PeRL: Permutation-Enhanced Reinforcement Learning for Interleaved Vision-Language Reasoning
- URL: http://arxiv.org/abs/2506.14907v1
- Date: Tue, 17 Jun 2025 18:25:56 GMT
- Title: PeRL: Permutation-Enhanced Reinforcement Learning for Interleaved Vision-Language Reasoning
- Authors: Yizhen Zhang, Yang Ding, Shuoshuo Zhang, Xinchen Zhang, Haoling Li, Zhong-zhi Li, Peijie Wang, Jie Wu, Lei Ji, Yelong Shen, Yujiu Yang, Yeyun Gong,
- Abstract summary: We propose a general reinforcement learning approach PeRL tailored for interleaved multimodal tasks.<n>We introduce permutation of image sequences to simulate varied positional relationships to explore more spatial and positional diversity.<n>Our experiments confirm that PeRL trained model consistently surpasses R1-related and interleaved VLM baselines by a large margin.

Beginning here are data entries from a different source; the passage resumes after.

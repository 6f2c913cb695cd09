//! Application entry point for the `nutrient-telemetry` backend service.
//!
//! This binary orchestrates the full startup sequence, including:
//! - Loading configuration from environment variables or `.env`
//! - Initializing structured logging/tracing
//! - Selecting the reading store (PostgreSQL pool or in-memory)
//! - Creating the database schema if it does not exist
//! - Mounting all API routes via the `routes` gateway (EMBP pattern)
//! - Binding the Axum HTTP server and serving until Ctrl-C
//!
//! # Environment Variables
//! - `STORE_BACKEND` (optional) – `postgres` (default) or `memory`
//! - `DATABASE_URL` (**required** for postgres) – PostgreSQL connection string
//! - `DB_POOL_MAX` (optional) – maximum number of DB connections (default: 5)
//! - `PORT` (optional) – listen port (default: 3001)
//! - `AXUM_LOG_LEVEL` (optional) – log verbosity (default: `debug`)
//! - `AXUM_SPAN_EVENTS` (optional) – span event mode for tracing
use std::{env, net::SocketAddr, sync::Arc};

use anyhow::{anyhow, Result};
use dotenvy::dotenv;
use is_terminal::IsTerminal;
use sqlx::postgres::PgPoolOptions;
use tracing_subscriber::filter::EnvFilter;
use tracing_subscriber::fmt::format::FmtSpan;

use nutrient_telemetry::{
    create_schema, load_from_env, router, Config, MemoryReadingStore, PgReadingStore, SharedStore,
    StoreBackend,
};

// ---

#[tokio::main]
async fn main() -> Result<()> {
    // ---
    dotenv().ok();
    init_tracing();

    let cfg = load_from_env()?;
    cfg.log_config();

    let (store, pool) = open_store(&cfg).await?;

    let app = router(store, cfg.clone());

    let addr = SocketAddr::from(([0, 0, 0, 0], cfg.port));
    tracing::info!("Listening on {}", addr);
    tracing::info!("Health check: http://localhost:{}/health", cfg.port);

    let listener = tokio::net::TcpListener::bind(addr).await?;
    axum::serve(listener, app)
        .with_graceful_shutdown(shutdown_signal())
        .await?;

    if let Some(pool) = pool {
        pool.close().await;
        tracing::info!("Database connection closed");
    }

    Ok(())
}

// ---

/// Build the configured store. The pool is returned separately so it can be
/// closed on shutdown.
async fn open_store(cfg: &Config) -> Result<(SharedStore, Option<sqlx::PgPool>)> {
    // ---
    match cfg.store_backend {
        StoreBackend::Memory => {
            tracing::warn!("Using in-memory reading store; data is lost on exit");
            let store: SharedStore = Arc::new(MemoryReadingStore::new());
            Ok((store, None))
        }
        StoreBackend::Postgres => {
            let db_url = cfg
                .db_url
                .as_deref()
                .ok_or_else(|| anyhow!("DATABASE_URL must be set for the postgres backend"))?;

            let pool = PgPoolOptions::new()
                .max_connections(cfg.db_pool_max)
                .connect(db_url)
                .await
                .map_err(|e| anyhow!("Failed to connect to database: {}", e))?;

            tracing::info!("Successfully connected to database");
            create_schema(&pool).await?;

            let store: SharedStore = Arc::new(PgReadingStore::new(pool.clone()));
            Ok((store, Some(pool)))
        }
    }
}

async fn shutdown_signal() {
    // ---
    if let Err(e) = tokio::signal::ctrl_c().await {
        tracing::error!("Failed to listen for shutdown signal: {}", e);
        std::future::pending::<()>().await;
    }
    tracing::info!("Shutting down server...");
}

/// Initialize the global tracing subscriber for structured logging.
///
/// This function configures the [`tracing_subscriber`] with:
/// - Log target, file, and line number output enabled
/// - Color output controlled by TTY detection and `FORCE_COLOR` env var:
///   - `FORCE_COLOR=1|true|yes`: force colors on
///   - `FORCE_COLOR=0|false|no`: force colors off
///   - unset or other values: auto-detect TTY
/// - Span event emission mode controlled by the `AXUM_SPAN_EVENTS` env var:
///   - `"full"`       : emit ENTER, EXIT, and CLOSE events with timing
///   - `"enter_exit"` : emit ENTER and EXIT only
///   - unset or other values: emit CLOSE events only (default)
/// - Log level from `RUST_LOG`, else `AXUM_LOG_LEVEL`
///
/// Call once at startup before any logging macros are invoked.
fn init_tracing() {
    // ---
    let span_events = match env::var("AXUM_SPAN_EVENTS").as_deref() {
        Ok("full") => FmtSpan::FULL,
        Ok("enter_exit") => FmtSpan::ENTER | FmtSpan::EXIT,
        _ => FmtSpan::CLOSE,
    };

    let use_color = match env::var("FORCE_COLOR").as_deref() {
        Ok("1") | Ok("true") | Ok("yes") => true,
        Ok("0") | Ok("false") | Ok("no") => false,
        _ => std::io::stdout().is_terminal(),
    };

    let env_filter = if env::var("RUST_LOG").is_ok() {
        EnvFilter::from_default_env()
    } else {
        let level = match env::var("AXUM_LOG_LEVEL").ok().as_deref() {
            Some("trace") => "trace",
            Some("debug") => "debug",
            Some("info") => "info",
            Some("warn") => "warn",
            Some("error") => "error",
            _ => "debug",
        };
        EnvFilter::new(format!("{level},sqlx::query=warn,tower_http=info"))
    };

    tracing_subscriber::fmt()
        .with_target(true)
        .with_file(true)
        .with_line_number(true)
        .with_span_events(span_events)
        .with_env_filter(env_filter)
        .with_ansi(use_color)
        .compact()
        .init();
}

- Score: 50.21619363035618
- License: http://arxiv.org/licenses/nonexclusive-distrib/1.0/
- Abstract: Inspired by the impressive reasoning capabilities demonstrated by reinforcement learning approaches like DeepSeek-R1, recent emerging research has begun exploring the use of reinforcement learning (RL) to enhance vision-language models (VLMs) for multimodal reasoning tasks. However, most existing multimodal reinforcement learning approaches remain limited to spatial reasoning within single-image contexts, yet still struggle to generalize to more complex and real-world scenarios involving multi-image positional reasoning, where understanding the relationships across images is crucial. To address this challenge, we propose a general reinforcement learning approach PeRL tailored for interleaved multimodal tasks, and a multi-stage strategy designed to enhance the exploration-exploitation trade-off, thereby improving learning efficiency and task performance. Specifically, we introduce permutation of image sequences to simulate varied positional relationships to explore more spatial and positional diversity. Furthermore, we design a rollout filtering mechanism for resampling to focus on trajectories that contribute most to learning optimal behaviors to exploit learned policies effectively. We evaluate our model on 5 widely-used multi-image benchmarks and 3 single-image benchmarks. Our experiments confirm that PeRL trained model consistently surpasses R1-related and interleaved VLM baselines by a large margin, achieving state-of-the-art performance on multi-image benchmarks, while preserving comparable performance on single-image tasks.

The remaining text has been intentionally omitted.